Une nuit suspendue, une bande de fidèles réunis loin du vacarme du monde, et une caméra qui capte tout sans jamais trahir l’intimité du moment : voilà l’énergie que dégage le clip de « Bené, Viens gros ». Réalisées par Nève, les images suivent EckoOkami dans une parenthèse festive et complice, entre soleil couchant et bord de mer, où la fraternité prend le pas sur toutes les tensions extérieures. L’auto-tune enveloppe chaque phrase d’une texture mélancolique, pendant que la production de ORIONBEATS installe un tempo à la fois planant et chaloupé. Comme le glisse l’artiste, « C’est dans la peine qu’on élève la haine », une phrase qui résume toute la tension du morceau, présenté par Slash Music.
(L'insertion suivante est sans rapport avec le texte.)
//! Goal and session collections over a key-value backend.
//!
//! Each collection is a JSON array stored under a well-known key and is
//! replaced as a whole on every write. Mutations run as one backend
//! read-modify-write, so writers in other processes cannot interleave. The
//! store never returns an error to its callers:
//! - a failed write is logged and reported as `false`
//! - a missing or malformed collection reads as empty
//! - a failed read aborts a mutation before anything is written
//! - updating an unknown id is a no-op that returns `false`
//!
//! Readers always get owned copies.

use std::sync::{Arc, Mutex};

use chrono::{DateTime, Utc};
use serde::de::DeserializeOwned;
use serde::Serialize;

use super::kv::{KvBackend, MemoryKv, SqliteKv};
use crate::error::StorageError;
use crate::goals::{Goal, GoalUpdate};
use crate::session::{Session, SessionUpdate};

pub const GOALS_KEY: &str = "regrow_goals";
pub const SESSIONS_KEY: &str = "regrow_sessions";
pub const CALENDAR_VISIBLE_KEY: &str = "regrow_calendar_visible";

pub type SharedStore = Arc<Store>;

pub struct Store {
    backend: Mutex<Box<dyn KvBackend>>,
}

impl std::fmt::Debug for Store {
    fn fmt(&self, f: &mut std::fmt::Formatter<'_>) -> std::fmt::Result {
        f.debug_struct("Store").finish_non_exhaustive()
    }
}

impl Store {
    pub fn new(backend: impl KvBackend + 'static) -> Self {
        Self {
            backend: Mutex::new(Box::new(backend)),
        }
    }

    /// Open the SQLite store in the data directory.
    pub fn open(file_name: &str) -> Result<Self, StorageError> {
        Ok(Self::new(SqliteKv::open(file_name)?))
    }

    pub fn in_memory() -> Self {
        Self::new(MemoryKv::new())
    }

    pub fn shared(self) -> SharedStore {
        Arc::new(self)
    }

    // ── Sessions ─────────────────────────────────────────────────────

    pub fn sessions(&self) -> Vec<Session> {
        self.read(SESSIONS_KEY)
    }

    pub fn save_sessions(&self, sessions: &[Session]) -> bool {
        self.write(SESSIONS_KEY, sessions)
    }

    /// Read-modify-write of the whole session list. `change` returns whether
    /// to store the result; it is not called when the read fails.
    pub fn modify_sessions<F>(&self, change: F) -> bool
    where
        F: FnOnce(&mut Vec<Session>) -> bool,
    {
        self.modify(SESSIONS_KEY, change)
    }

    pub fn session(&self, id: &str) -> Option<Session> {
        self.sessions().into_iter().find(|s| s.id == id)
    }

    pub fn sessions_by_goal(&self, goal_id: &str) -> Vec<Session> {
        self.sessions()
            .into_iter()
            .filter(|s| s.goal_id == goal_id)
            .collect()
    }

    pub fn add_session(&self, session: &Session) -> bool {
        self.modify(SESSIONS_KEY, |sessions: &mut Vec<Session>| {
            sessions.push(session.clone());
            true
        })
    }

    pub fn update_session(&self, id: &str, update: &SessionUpdate) -> bool {
        self.modify(SESSIONS_KEY, |sessions: &mut Vec<Session>| {
            let Some(session) = sessions.iter_mut().find(|s| s.id == id) else {
                tracing::debug!(session_id = id, "update for unknown session ignored");
                return false;
            };
            update.apply(session);
            true
        })
    }

    // ── Goals ────────────────────────────────────────────────────────

    pub fn goals(&self) -> Vec<Goal> {
        self.read(GOALS_KEY)
    }

    pub fn save_goals(&self, goals: &[Goal]) -> bool {
        self.write(GOALS_KEY, goals)
    }

    pub fn goal(&self, id: &str) -> Option<Goal> {
        self.goals().into_iter().find(|g| g.id == id)
    }

    pub fn add_goal(&self, goal: &Goal) -> bool {
        self.modify(GOALS_KEY, |goals: &mut Vec<Goal>| {
            goals.push(goal.clone());
            true
        })
    }

    pub fn update_goal(&self, id: &str, update: &GoalUpdate) -> bool {
        self.modify(GOALS_KEY, |goals: &mut Vec<Goal>| {
            let Some(goal) = goals.iter_mut().find(|g| g.id == id) else {
                return false;
            };
            update.apply(goal);
            true
        })
    }

    /// Remove a goal and every session that references it.
    ///
    /// Sessions go first, so a failure in between leaves the goal in place
    /// rather than sessions pointing at a deleted goal.
    pub fn delete_goal(&self, id: &str) -> bool {
        let sessions_ok = self.modify(SESSIONS_KEY, |sessions: &mut Vec<Session>| {
            sessions.retain(|s| s.goal_id != id);
            true
        });
        if !sessions_ok {
            return false;
        }
        self.modify(GOALS_KEY, |goals: &mut Vec<Goal>| {
            goals.retain(|g| g.id != id);
            true
        })
    }

    pub fn increment_completed_count(&self, goal_id: &str, at: DateTime<Utc>) -> bool {
        self.modify(GOALS_KEY, |goals: &mut Vec<Goal>| {
            let Some(goal) = goals.iter_mut().find(|g| g.id == goal_id) else {
                return false;
            };
            goal.completed_count += 1;
            goal.last_completed_at = Some(at);
            true
        })
    }

    // ── Calendar flag ────────────────────────────────────────────────

    /// Hidden unless explicitly turned on.
    pub fn calendar_visible(&self) -> bool {
        match self.get_raw(CALENDAR_VISIBLE_KEY) {
            Some(value) => value == "true",
            None => false,
        }
    }

    pub fn set_calendar_visible(&self, visible: bool) -> bool {
        let value = if visible { "true" } else { "false" };
        self.set_raw(CALENDAR_VISIBLE_KEY, value)
    }

    // ── Internal ─────────────────────────────────────────────────────

    fn read<T: DeserializeOwned>(&self, key: &str) -> Vec<T> {
        parse(key, self.get_raw(key).as_deref())
    }

    /// Apply `change` to the stored collection in one backend transaction.
    ///
    /// `change` returns whether to write. Returns whether the new collection
    /// was stored.
    fn modify<T, F>(&self, key: &str, change: F) -> bool
    where
        T: Serialize + DeserializeOwned,
        F: FnOnce(&mut Vec<T>) -> bool,
    {
        let backend = match self.backend.lock() {
            Ok(backend) => backend,
            Err(_) => {
                tracing::warn!(key, "store lock poisoned");
                return false;
            }
        };
        let mut change = Some(change);
        let result = backend.update(key, &mut |raw| {
            let change = change.take()?;
            let mut items: Vec<T> = parse(key, raw.as_deref());
            if !change(&mut items) {
                return None;
            }
            match serde_json::to_string(&items) {
                Ok(json) => Some(json),
                Err(e) => {
                    tracing::warn!(key, error = %e, "failed to serialize collection");
                    None
                }
            }
        });
        match result {
            Ok(written) => written,
            Err(e) => {
                tracing::warn!(key, error = %e, "storage update failed, nothing written");
                false
            }
        }
    }

    fn write<T: Serialize>(&self, key: &str, items: &[T]) -> bool {
        match serde_json::to_string(items) {
            Ok(json) => self.set_raw(key, &json),
            Err(e) => {
                tracing::warn!(key, error = %e, "failed to serialize collection");
                false
            }
        }
    }

    fn get_raw(&self, key: &str) -> Option<String> {
        let backend = match self.backend.lock() {
            Ok(backend) => backend,
            Err(_) => {
                tracing::warn!(key, "store lock poisoned");
                return None;
            }
        };
        match backend.get(key) {
            Ok(value) => value,
            Err(e) => {
                tracing::warn!(key, error = %e, "storage read failed");
                None
            }
        }
    }

    fn set_raw(&self, key: &str, value: &str) -> bool {
        let backend = match self.backend.lock() {
            Ok(backend) => backend,
            Err(_) => {
                tracing::warn!(key, "store lock poisoned");
                return false;
            }
        };
        match backend.set(key, value) {
            Ok(()) => true,
            Err(e) => {
                tracing::warn!(key, error = %e, "storage write failed");
                false
            }
        }
    }
}

/// A missing or malformed collection reads as empty.
fn parse<T: DeserializeOwned>(key: &str, raw: Option<&str>) -> Vec<T> {
    let Some(raw) = raw else {
        return Vec::new();
    };
    match serde_json::from_str::<Vec<T>>(raw) {
        Ok(items) => items,
        Err(e) => {
            tracing::warn!(key, error = %e, "malformed collection, reading as empty");
            Vec::new()
        }
    }
}

#[cfg(test)]
mod tests {
    use super::*;
    use crate::goals::GoalDraft;
    use crate::session::SessionStatus;

    fn memory_store() -> (Arc<MemoryKv>, Store) {
        let kv = Arc::new(MemoryKv::new());
        let store = Store::new(kv.clone());
        (kv, store)
    }

    #[test]
    fn add_and_update_session() {
        let (_kv, store) = memory_store();
        let session = Session::begin("g1", Utc::now());
        assert!(store.add_session(&session));

        let update = SessionUpdate::terminal(SessionStatus::Completed, Utc::now(), 5, 30);
        assert!(store.update_session(&session.id, &update));
        let stored = store.session(&session.id).unwrap();
        assert_eq!(stored.status, SessionStatus::Completed);
        assert_eq!(stored.current_reps, 5);
        assert_eq!(stored.elapsed_seconds, 30);
    }

    #[test]
    fn update_unknown_session_is_noop() {
        let (_kv, store) = memory_store();
        store.add_session(&Session::begin("g1", Utc::now()));
        let before = store.sessions();
        assert!(!store.update_session("missing", &SessionUpdate::default()));
        assert_eq!(store.sessions(), before);
    }

    #[test]
    fn reads_are_copies() {
        let (_kv, store) = memory_store();
        store.add_session(&Session::begin("g1", Utc::now()));
        let mut copy = store.sessions();
        copy[0].current_reps = 99;
        assert_eq!(store.sessions()[0].current_reps, 0);
    }

    #[test]
    fn malformed_collection_reads_as_empty() {
        let (kv, store) = memory_store();
        kv.insert_raw(SESSIONS_KEY, "{not json");
        assert!(store.sessions().is_empty());
        kv.insert_raw(GOALS_KEY, r#"[{"id": 3}]"#);
        assert!(store.goals().is_empty());
    }

    #[test]
    fn failed_write_reports_false_and_keeps_old_state() {
        let (kv, store) = memory_store();
        let first = Session::begin("g1", Utc::now());
        assert!(store.add_session(&first));
        kv.set_reject_writes(true);
        assert!(!store.add_session(&Session::begin("g1", Utc::now())));
        assert_eq!(store.sessions().len(), 1);
    }

    #[test]
    fn failed_read_does_not_overwrite_collection() {
        let (kv, store) = memory_store();
        let first = Session::begin("g1", Utc::now());
        assert!(store.add_session(&first));

        kv.set_fail_reads(true);
        assert!(!store.add_session(&Session::begin("g1", Utc::now())));
        assert!(!store.update_session(&first.id, &SessionUpdate::default()));
        kv.set_fail_reads(false);

        let sessions = store.sessions();
        assert_eq!(sessions.len(), 1);
        assert_eq!(sessions[0].id, first.id);
    }

    #[test]
    fn stores_sharing_a_file_do_not_lose_sessions() {
        let dir = tempfile::tempdir().unwrap();
        let path = dir.path().join("regrow.db");
        let a = Store::new(SqliteKv::open_path(&path).unwrap());
        let b = Store::new(SqliteKv::open_path(&path).unwrap());

        for _ in 0..5 {
            assert!(a.add_session(&Session::begin("g1", Utc::now())));
            assert!(b.add_session(&Session::begin("g2", Utc::now())));
        }
        assert_eq!(a.sessions().len(), 10);
        assert_eq!(b.sessions_by_goal("g1").len(), 5);
    }

    #[test]
    fn delete_goal_cascades_to_sessions() {
        let (_kv, store) = memory_store();
        let keep = GoalDraft::reps("Keep", 3).into_goal(Utc::now());
        let drop = GoalDraft::reps("Drop", 3).into_goal(Utc::now());
        store.add_goal(&keep);
        store.add_goal(&drop);
        store.add_session(&Session::begin(&keep.id, Utc::now()));
        store.add_session(&Session::begin(&drop.id, Utc::now()));
        store.add_session(&Session::begin(&drop.id, Utc::now()));

        assert!(store.delete_goal(&drop.id));
        assert_eq!(store.goals().len(), 1);
        assert_eq!(store.sessions().len(), 1);
        assert!(store.sessions_by_goal(&drop.id).is_empty());
    }

    #[test]
    fn increment_completed_count_stamps_time() {
        let (_kv, store) = memory_store();
        let goal = GoalDraft::timed("Plank", 60).into_goal(Utc::now());
        store.add_goal(&goal);
        let at = Utc::now();
        assert!(store.increment_completed_count(&goal.id, at));
        let stored = store.goal(&goal.id).unwrap();
        assert_eq!(stored.completed_count, 1);
        assert_eq!(stored.last_completed_at, Some(at));
        assert!(!store.increment_completed_count("nope", at));
    }

    #[test]
    fn calendar_flag_defaults_hidden_and_stores_literals() {
        let (kv, store) = memory_store();
        assert!(!store.calendar_visible());
        assert!(store.set_calendar_visible(true));
        assert_eq!(kv.get(CALENDAR_VISIBLE_KEY).unwrap().as_deref(), Some("true"));
        assert!(store.calendar_visible());
        store.set_calendar_visible(false);
        assert_eq!(kv.get(CALENDAR_VISIBLE_KEY).unwrap().as_deref(), Some("false"));
    }
}
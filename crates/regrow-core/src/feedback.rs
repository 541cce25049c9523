//! Haptic-style feedback sink.
//!
//! Reps and auto-count starts pulse the sink. The core never knows what the
//! pulse turns into; the CLI rings the terminal bell.

use std::sync::Arc;

/// Default pulse length in milliseconds.
pub const DEFAULT_PULSE_MS: u64 = 30;

pub trait Feedback: Send + Sync {
    fn pulse(&self, ms: u64);
}

#[derive(Debug, Clone, Copy, Default)]
pub struct NoFeedback;

impl Feedback for NoFeedback {
    fn pulse(&self, _ms: u64) {}
}

pub type SharedFeedback = Arc<dyn Feedback>;

pub fn silent() -> SharedFeedback {
    Arc::new(NoFeedback)
}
« C’est dans la peine qu’on élève la haine » EckoOkami
EckoOkami, la voix qui refuse le mauvais rôle
Avant les projecteurs, il y a eu les carnets d’écriture du collège, puis les premières maquettes bricolées à dix-huit ans dans une chambre, loin de tout calcul de carrière. C’est l’entourage qui a le premier repéré le potentiel, avant même que l’artiste lui-même ne s’y projette pleinement. Depuis, l’écriture est devenue une nécessité presque quotidienne, un réflexe plus qu’une contrainte. Cette énergie irrigue « Hyaena », projet de douze titres mûri pendant un an et demi, où EckoOkami revendique une identité de meute soudée face à un monde prompt à juger. L’année 2026 s’annonce dense pour l’artiste, avec l’ambition de multiplier les scènes et de lancer une première ligne de merchandising pour prolonger l’univers du clan au-delà de la musique. De quoi confirmer qu’EckoOkami ne compte pas rester dans l’ombre bien longtemps.